**DATA FOR PROCESSING**
//! Mesh management module.
//!
//! This module defines the [`Mesh`] struct, which pairs CPU-side [`Geometry`] with the GPU
//! objects built from it. Every attribute lives in its own tightly packed buffer bound to a
//! fixed slot from [`AttributeSlots`](crate::config::AttributeSlots):
//!
//! | attribute | components | source array        |
//! |-----------|------------|---------------------|
//! | position  | 3 × f32    | `positions`         |
//! | normal    | 3 × f32    | `normals` (if any)  |
//! | uv        | 2 × f32    | `uvs` (if any)      |
//! | color     | 4 × f32    | `colors` (if any)   |
//!
//! Uploads always replace the previous generation of buffers. Cloning a mesh copies only its
//! geometry; the clone has to be uploaded before it can be drawn.

use std::sync::Arc;

use crate::abs::device::{BufferTarget, DeviceBuffer, DeviceVertexArray, DrawMode, GpuDevice};
use crate::abs::shader::ShaderProgram;
use crate::config::MeshConfig;
use crate::error::{MeshError, Result};
use crate::geometry::Geometry;

/// GPU objects of one upload.
struct MeshBuffers<D: GpuDevice> {
    // Field order is drop order: buffers go before the vertex array that references them.
    _positions: DeviceBuffer<D>,
    normals: Option<DeviceBuffer<D>>,
    uvs: Option<DeviceBuffer<D>>,
    colors: Option<DeviceBuffer<D>>,
    _indices: DeviceBuffer<D>,
    vao: DeviceVertexArray<D>,
    index_count: usize,
}

/// Represents a mesh with its geometry and, once uploaded, its GPU buffers.
pub struct Mesh<D: GpuDevice = glow::Context> {
    gl: Arc<D>,
    config: MeshConfig,
    geometry: Geometry,
    buffers: Option<MeshBuffers<D>>,
    stale: bool,
}

impl<D: GpuDevice> Mesh<D> {
    /// Creates an empty mesh with the default attribute slots.
    pub fn new(gl: &Arc<D>) -> Self {
        Self::with_config(gl, MeshConfig::default())
    }

    pub fn with_config(gl: &Arc<D>, config: MeshConfig) -> Self {
        Self {
            gl: Arc::clone(gl),
            config,
            geometry: Geometry::default(),
            buffers: None,
            stale: false,
        }
    }

    pub fn config(&self) -> &MeshConfig {
        &self.config
    }

    pub fn geometry(&self) -> &Geometry {
        &self.geometry
    }

    /// Gives write access to the arrays. The mesh must be uploaded again before the next
    /// [`Mesh::render`].
    pub fn geometry_mut(&mut self) -> &mut Geometry {
        self.stale = true;
        &mut self.geometry
    }

    /// Replaces all arrays at once.
    pub fn set_geometry(&mut self, geometry: Geometry) {
        self.stale = true;
        self.geometry = geometry;
    }

    /// Empties all arrays. GPU buffers are left as they are.
    pub fn clear(&mut self) {
        self.stale = true;
        self.geometry.clear();
    }

    pub fn is_uploaded(&self) -> bool {
        self.buffers.is_some()
    }

    /// Returns `true` if the arrays changed since the last upload.
    pub fn is_stale(&self) -> bool {
        self.stale
    }

    /// Number of indices in the current index buffer.
    pub fn index_count(&self) -> Option<usize> {
        self.buffers.as_ref().map(|buffers| buffers.index_count)
    }

    fn release_buffers(&mut self) {
        if self.buffers.take().is_some() {
            log::trace!("Released mesh buffers");
        }
    }

    /// Uploads the geometry, replacing any buffers from a previous upload.
    ///
    /// If the index array is empty it is first filled with `0..vertex_count`, so
    /// face-ordered vertex streams draw as-is.
    ///
    /// # Panics
    ///
    /// Panics if the mesh has no positions, or if an attribute array or index breaks the
    /// length invariant of [`Geometry::validate`].
    pub fn upload(&mut self) -> Result<()> {
        assert!(!self.geometry.positions.is_empty(), "No vertices in this mesh");
        if let Err(e) = self.geometry.validate() {
            panic!("Invalid mesh geometry: {e}");
        }

        self.release_buffers();

        let synthesized = self.geometry.fill_sequential_indices();
        let buffers = self.build_buffers();

        // Leave no binding behind, even when an allocation failed halfway.
        self.gl.bind_vertex_array(None);
        self.gl.bind_buffer(BufferTarget::Array, None);
        self.gl.bind_buffer(BufferTarget::ElementArray, None);

        let buffers = buffers.map_err(MeshError::Device)?;
        log::debug!(
            "Uploaded mesh: {} vertices, {} indices{}, normals: {}, uvs: {}, colors: {}",
            self.geometry.vertex_count(),
            buffers.index_count,
            if synthesized { " (sequential)" } else { "" },
            buffers.normals.is_some(),
            buffers.uvs.is_some(),
            buffers.colors.is_some(),
        );
        self.buffers = Some(buffers);
        self.stale = false;
        Ok(())
    }

    fn build_buffers(&self) -> std::result::Result<MeshBuffers<D>, String> {
        let gl = &self.gl;
        let slots = self.config.slots;
        let usage = self.config.usage.gl_enum();
        let geometry = &self.geometry;

        let vao = DeviceVertexArray::new(gl)?;
        vao.bind();

        let attrib = |data: &[u8], slot: u32, components: i32| {
            let buffer = DeviceBuffer::with_data(gl, BufferTarget::Array, data, usage)?;
            gl.enable_float_attrib(slot, components);
            Ok::<_, String>(buffer)
        };

        let positions = attrib(bytemuck::cast_slice(&geometry.positions), slots.position, 3)?;
        let normals = (!geometry.normals.is_empty())
            .then(|| attrib(bytemuck::cast_slice(&geometry.normals), slots.normal, 3))
            .transpose()?;
        let uvs = (!geometry.uvs.is_empty())
            .then(|| attrib(bytemuck::cast_slice(&geometry.uvs), slots.uv, 2))
            .transpose()?;
        let colors = (!geometry.colors.is_empty())
            .then(|| attrib(bytemuck::cast_slice(&geometry.colors), slots.color, 4))
            .transpose()?;

        // Bound while the vertex array is, so the binding is recorded in it.
        let indices = DeviceBuffer::with_data(
            gl,
            BufferTarget::ElementArray,
            bytemuck::cast_slice(&geometry.indices),
            usage,
        )?;

        Ok(MeshBuffers {
            _positions: positions,
            normals,
            uvs,
            colors,
            _indices: indices,
            vao,
            index_count: geometry.indices.len(),
        })
    }

    /// Draws the mesh with one indexed draw call over the whole index buffer.
    ///
    /// `program` is made current first; it has to declare inputs at this mesh's attribute
    /// slots.
    ///
    /// # Panics
    ///
    /// In debug builds, panics if the mesh was never uploaded or changed since its last
    /// upload. Release builds log the problem and skip the draw.
    pub fn render(&self, mode: DrawMode, program: &ShaderProgram<D>) {
        let buffers = match &self.buffers {
            Some(buffers) if !self.stale => buffers,
            _ => {
                let reason = if self.buffers.is_none() {
                    "was never uploaded"
                } else {
                    "changed since its last upload"
                };
                if cfg!(debug_assertions) {
                    panic!("Mesh {reason}");
                }
                log::error!("Skipping draw: mesh {reason}");
                return;
            }
        };

        program.use_program();
        buffers.vao.bind();
        self.gl.draw_elements(mode, draw_count(buffers.index_count));
        self.gl.bind_vertex_array(None);
    }
}

/// GL takes the element count as a signed int.
///
/// # Panics
///
/// Panics if the count does not fit, rather than drawing a truncated index buffer.
fn draw_count(index_count: usize) -> i32 {
    i32::try_from(index_count).expect("Index buffer is too large for a single draw call")
}

impl<D: GpuDevice> Clone for Mesh<D> {
    /// Copies the geometry only. The clone owns no GPU buffers until it is uploaded.
    fn clone(&self) -> Self {
        Self {
            gl: Arc::clone(&self.gl),
            config: self.config,
            geometry: self.geometry.clone(),
            buffers: None,
            stale: true,
        }
    }
}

**ASSIGNMENT**
Wherever the string "else" occurs in the records above, copy that line.

**RESPONSE**
            if synthesized { " (sequential)" } else { "" },
                } else {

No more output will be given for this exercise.